[Extracted data entries]
■ ■ ■ ■ ■ ■ ■

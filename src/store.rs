// Encrypted on-disk credential persistence

use serde::de::DeserializeOwned;
use serde::Serialize;
use std::io::Write;
use std::path::{Path, PathBuf};

use crate::error::{AuthError, Result};
use crate::secret::SecretCrypter;

/// File-backed store of encrypted credential records.
///
/// One file per `{strategy}_{id}` under the cache directory. Writes go through a
/// temp file in the same directory followed by a rename, so readers in other
/// processes never observe a partial record.
#[derive(Clone, Debug)]
pub struct DiskCredentialStore {
    dir: PathBuf,
}

impl DiskCredentialStore {
    pub fn new(dir: impl Into<PathBuf>) -> Self {
        Self { dir: dir.into() }
    }

    pub fn dir(&self) -> &Path {
        &self.dir
    }

    /// Path of the record for a strategy and host or client id
    pub fn path_for(&self, strategy: &str, id: &str) -> PathBuf {
        self.dir.join(format!("{}_{}", strategy, sanitize(id)))
    }

    /// Encrypt and persist a record
    pub fn save<T: Serialize>(
        &self,
        strategy: &str,
        id: &str,
        record: &T,
        crypter: &SecretCrypter,
    ) -> Result<()> {
        std::fs::create_dir_all(&self.dir).map_err(|e| {
            AuthError::Cache(format!("Cannot create {}: {}", self.dir.display(), e))
        })?;

        let json = serde_json::to_string(record)
            .map_err(|e| AuthError::Cache(format!("Cannot serialize record: {}", e)))?;
        let encrypted = crypter.encode(&json)?;

        let path = self.path_for(strategy, id);
        let mut tmp = tempfile::NamedTempFile::new_in(&self.dir)?;
        tmp.write_all(encrypted.as_bytes())?;
        tmp.flush()?;
        tmp.persist(&path)
            .map_err(|e| AuthError::Cache(format!("Cannot write {}: {}", path.display(), e)))?;

        tracing::debug!(path = %path.display(), "Saved credential record");
        Ok(())
    }

    /// Read and decrypt a record, surfacing the reason on failure
    pub fn try_load<T: DeserializeOwned>(
        &self,
        strategy: &str,
        id: &str,
        crypter: &SecretCrypter,
    ) -> Result<T> {
        let path = self.path_for(strategy, id);
        let encrypted = std::fs::read_to_string(&path)
            .map_err(|e| AuthError::Cache(format!("Cannot read {}: {}", path.display(), e)))?;
        let json = crypter
            .decode(&encrypted)
            .map_err(|e| AuthError::Cache(format!("Cannot decrypt {}: {}", path.display(), e)))?;
        serde_json::from_str(&json)
            .map_err(|e| AuthError::Cache(format!("Cannot parse {}: {}", path.display(), e)))
    }

    /// Read a record; missing or corrupt files count as a miss
    pub fn load<T: DeserializeOwned>(
        &self,
        strategy: &str,
        id: &str,
        crypter: &SecretCrypter,
    ) -> Option<T> {
        match self.try_load(strategy, id, crypter) {
            Ok(record) => Some(record),
            Err(e) => {
                tracing::debug!("Disk cache miss for {}_{}: {}", strategy, id, e);
                None
            }
        }
    }

    /// Remove a record; a missing file is not an error
    pub fn invalidate(&self, strategy: &str, id: &str) -> Result<()> {
        let path = self.path_for(strategy, id);
        match std::fs::remove_file(&path) {
            Ok(()) => {
                tracing::debug!(path = %path.display(), "Removed credential record");
                Ok(())
            }
            Err(e) if e.kind() == std::io::ErrorKind::NotFound => Ok(()),
            Err(e) => Err(AuthError::Cache(format!(
                "Cannot remove {}: {}",
                path.display(),
                e
            ))),
        }
    }
}

/// Keep file names portable: anything outside [A-Za-z0-9._-] becomes '_'
fn sanitize(id: &str) -> String {
    id.chars()
        .map(|c| {
            if c.is_ascii_alphanumeric() || matches!(c, '.' | '-' | '_') {
                c
            } else {
                '_'
            }
        })
        .collect()
}

#[cfg(test)]
mod tests {
    use super::*;
    use serde::Deserialize;

    #[derive(Serialize, Deserialize, Debug, PartialEq)]
    struct Record {
        token: String,
        expires: i64,
    }

    fn crypter() -> SecretCrypter {
        SecretCrypter::new(Some("test"))
    }

    #[test]
    fn test_save_and_load() {
        let dir = tempfile::tempdir().unwrap();
        let store = DiskCredentialStore::new(dir.path());
        let record = Record {
            token: "abc".to_string(),
            expires: 42,
        };

        store.save("device", "client-id", &record, &crypter()).unwrap();
        let loaded: Record = store.load("device", "client-id", &crypter()).unwrap();
        assert_eq!(loaded, record);

        let raw = std::fs::read_to_string(store.path_for("device", "client-id")).unwrap();
        assert!(!raw.contains("abc"));
    }

    #[test]
    fn test_missing_record_is_miss() {
        let dir = tempfile::tempdir().unwrap();
        let store = DiskCredentialStore::new(dir.path());
        assert!(store.load::<Record>("device", "none", &crypter()).is_none());
    }

    #[test]
    fn test_corrupt_record_is_miss() {
        let dir = tempfile::tempdir().unwrap();
        let store = DiskCredentialStore::new(dir.path());
        std::fs::write(store.path_for("ondemand", "contoso.sharepoint.com"), "garbage").unwrap();
        assert!(store
            .load::<Record>("ondemand", "contoso.sharepoint.com", &crypter())
            .is_none());
        assert!(matches!(
            store.try_load::<Record>("ondemand", "contoso.sharepoint.com", &crypter()),
            Err(AuthError::Cache(_))
        ));
    }

    #[test]
    fn test_wrong_key_is_miss() {
        let dir = tempfile::tempdir().unwrap();
        let store = DiskCredentialStore::new(dir.path());
        let record = Record {
            token: "t".to_string(),
            expires: 1,
        };
        store.save("device", "id", &record, &crypter()).unwrap();
        assert!(store
            .load::<Record>("device", "id", &SecretCrypter::new(Some("other")))
            .is_none());
    }

    #[test]
    fn test_invalidate() {
        let dir = tempfile::tempdir().unwrap();
        let store = DiskCredentialStore::new(dir.path().join("nested"));
        let record = Record {
            token: "t".to_string(),
            expires: 1,
        };
        store.save("device", "id", &record, &crypter()).unwrap();
        store.invalidate("device", "id").unwrap();
        assert!(!store.path_for("device", "id").exists());
        // Second removal is a no-op
        store.invalidate("device", "id").unwrap();
    }

    #[test]
    fn test_sanitize() {
        assert_eq!(sanitize("contoso.sharepoint.com"), "contoso.sharepoint.com");
        assert_eq!(sanitize("a/b\\c:d"), "a_b_c_d");
    }
}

■ ■ ■ ■ ■ ■ ■

Without changing a word, print all of the entries above.

__OUTPUT FOR THIS EXERCISE__:
filename src/store.rs
// Encrypted on-disk credential persistence

use serde::de::DeserializeOwned;
use serde::Serialize;
use std::io::Write;
use std::path::{Path, PathBuf};

use crate::error::{AuthError, Result};
use crate::secret::SecretCrypter;

/// File-backed store of encrypted credential records.
///
/// One file per `{strategy}_{id}` under the cache directory. Writes go through a
/// temp file in the same directory followed by a rename, so readers in other
/// processes never observe a partial record.
#[derive(Clone, Debug)]
pub struct DiskCredentialStore {
    dir: PathBuf,
}

impl DiskCredentialStore {
    pub fn new(dir: impl Into<PathBuf>) -> Self {
        Self { dir: dir.into() }
    }

    pub fn dir(&self) -> &Path {
        &self.dir
    }

    /// Path of the record for a strategy and host or client id
    pub fn path_for(&self, strategy: &str, id: &str) -> PathBuf {
        self.dir.join(format!("{}_{}", strategy, sanitize(id)))
    }

    /// Encrypt and persist a record
    pub fn save<T: Serialize>(
        &self,
        strategy: &str,
        id: &str,
        record: &T,
        crypter: &SecretCrypter,
    ) -> Result<()> {
        std::fs::create_dir_all(&self.dir).map_err(|e| {
            AuthError::Cache(format!("Cannot create {}: {}", self.dir.display(), e))
        })?;

        let json = serde_json::to_string(record)
            .map_err(|e| AuthError::Cache(format!("Cannot serialize record: {}", e)))?;
        let encrypted = crypter.encode(&json)?;

        let path = self.path_for(strategy, id);
        let mut tmp = tempfile::NamedTempFile::new_in(&self.dir)?;
        tmp.write_all(encrypted.as_bytes())?;
        tmp.flush()?;
        tmp.persist(&path)
            .map_err(|e| AuthError::Cache(format!("Cannot write {}: {}", path.display(), e)))?;

        tracing::debug!(path = %path.display(), "Saved credential record");
        Ok(())
    }

    /// Read and decrypt a record, surfacing the reason on failure
    pub fn try_load<T: DeserializeOwned>(
        &self,
        strategy: &str,
        id: &str,
        crypter: &SecretCrypter,
    ) -> Result<T> {
        let path = self.path_for(strategy, id);
        let encrypted = std::fs::read_to_string(&path)
            .map_err(|e| AuthError::Cache(format!("Cannot read {}: {}", path.display(), e)))?;
        let json = crypter
            .decode(&encrypted)
            .map_err(|e| AuthError::Cache(format!("Cannot decrypt {}: {}", path.display(), e)))?;
        serde_json::from_str(&json)
            .map_err(|e| AuthError::Cache(format!("Cannot parse {}: {}", path.display(), e)))
    }

    /// Read a record; missing or corrupt files count as a miss
    pub fn load<T: DeserializeOwned>(
        &self,
        strategy: &str,
        id: &str,
        crypter: &SecretCrypter,
    ) -> Option<T> {
        match self.try_load(strategy, id, crypter) {
            Ok(record) => Some(record),
            Err(e) => {
                tracing::debug!("Disk cache miss for {}_{}: {}", strategy, id, e);
                None
            }
        }
    }

    /// Remove a record; a missing file is not an error
    pub fn invalidate(&self, strategy: &str, id: &str) -> Result<()> {
        let path = self.path_for(strategy, id);
        match std::fs::remove_file(&path) {
            Ok(()) => {
                tracing::debug!(path = %path.display(), "Removed credential record");
                Ok(())
            }
            Err(e) if e.kind() == std::io::ErrorKind::NotFound => Ok(()),
            Err(e) => Err(AuthError::Cache(format!(
                "Cannot remove {}: {}",
                path.display(),
                e
            ))),
        }
    }
}

/// Keep file names portable: anything outside [A-Za-z0-9._-] becomes '_'
fn sanitize(id: &str) -> String {
    id.chars()
        .map(|c| {
            if c.is_ascii_alphanumeric() || matches!(c, '.' | '-' | '_') {
                c
            } else {
                '_'
            }
        })
        .collect()
}

#[cfg(test)]
mod tests {
    use super::*;
    use serde::Deserialize;

    #[derive(Serialize, Deserialize, Debug, PartialEq)]
    struct Record {
        token: String,
        expires: i64,
    }

    fn crypter() -> SecretCrypter {
        SecretCrypter::new(Some("test"))
    }

    #[test]
    fn test_save_and_load() {
        let dir = tempfile::tempdir().unwrap();
        let store = DiskCredentialStore::new(dir.path());
        let record = Record {
            token: "abc".to_string(),
            expires: 42,
        };

        store.save("device", "client-id", &record, &crypter()).unwrap();
        let loaded: Record = store.load("device", "client-id", &crypter()).unwrap();
        assert_eq!(loaded, record);

        let raw = std::fs::read_to_string(store.path_for("device", "client-id")).unwrap();
        assert!(!raw.contains("abc"));
    }

    #[test]
    fn test_missing_record_is_miss() {
        let dir = tempfile::tempdir().unwrap();
        let store = DiskCredentialStore::new(dir.path());
        assert!(store.load::<Record>("device", "none", &crypter()).is_none());
    }

    #[test]
    fn test_corrupt_record_is_miss() {
        let dir = tempfile::tempdir().unwrap();
        let store = DiskCredentialStore::new(dir.path());
        std::fs::write(store.path_for("ondemand", "contoso.sharepoint.com"), "garbage").unwrap();
        assert!(store
            .load::<Record>("ondemand", "contoso.sharepoint.com", &crypter())
            .is_none());
        assert!(matches!(
            store.try_load::<Record>("ondemand", "contoso.sharepoint.com", &crypter()),
            Err(AuthError::Cache(_))
        ));
    }

    #[test]
    fn test_wrong_key_is_miss() {
        let dir = tempfile::tempdir().unwrap();
        let store = DiskCredentialStore::new(dir.path());
        let record = Record {
            token: "t".to_string(),
            expires: 1,
        };
        store.save("device", "id", &record, &crypter()).unwrap();
        assert!(store
            .load::<Record>("device", "id", &SecretCrypter::new(Some("other")))
            .is_none());
    }

    #[test]
    fn test_invalidate() {
        let dir = tempfile::tempdir().unwrap();
        let store = DiskCredentialStore::new(dir.path().join("nested"));
        let record = Record {
            token: "t".to_string(),
            expires: 1,
        };
        store.save("device", "id", &record, &crypter()).unwrap();
        store.invalidate("device", "id").unwrap();
        assert!(!store.path_for("device", "id").exists());
        // Second removal is a no-op
        store.invalidate("device", "id").unwrap();
    }

    #[test]
    fn test_sanitize() {
        assert_eq!(sanitize("contoso.sharepoint.com"), "contoso.sharepoint.com");
        assert_eq!(sanitize("a/b\\c:d"), "a_b_c_d");
    }
}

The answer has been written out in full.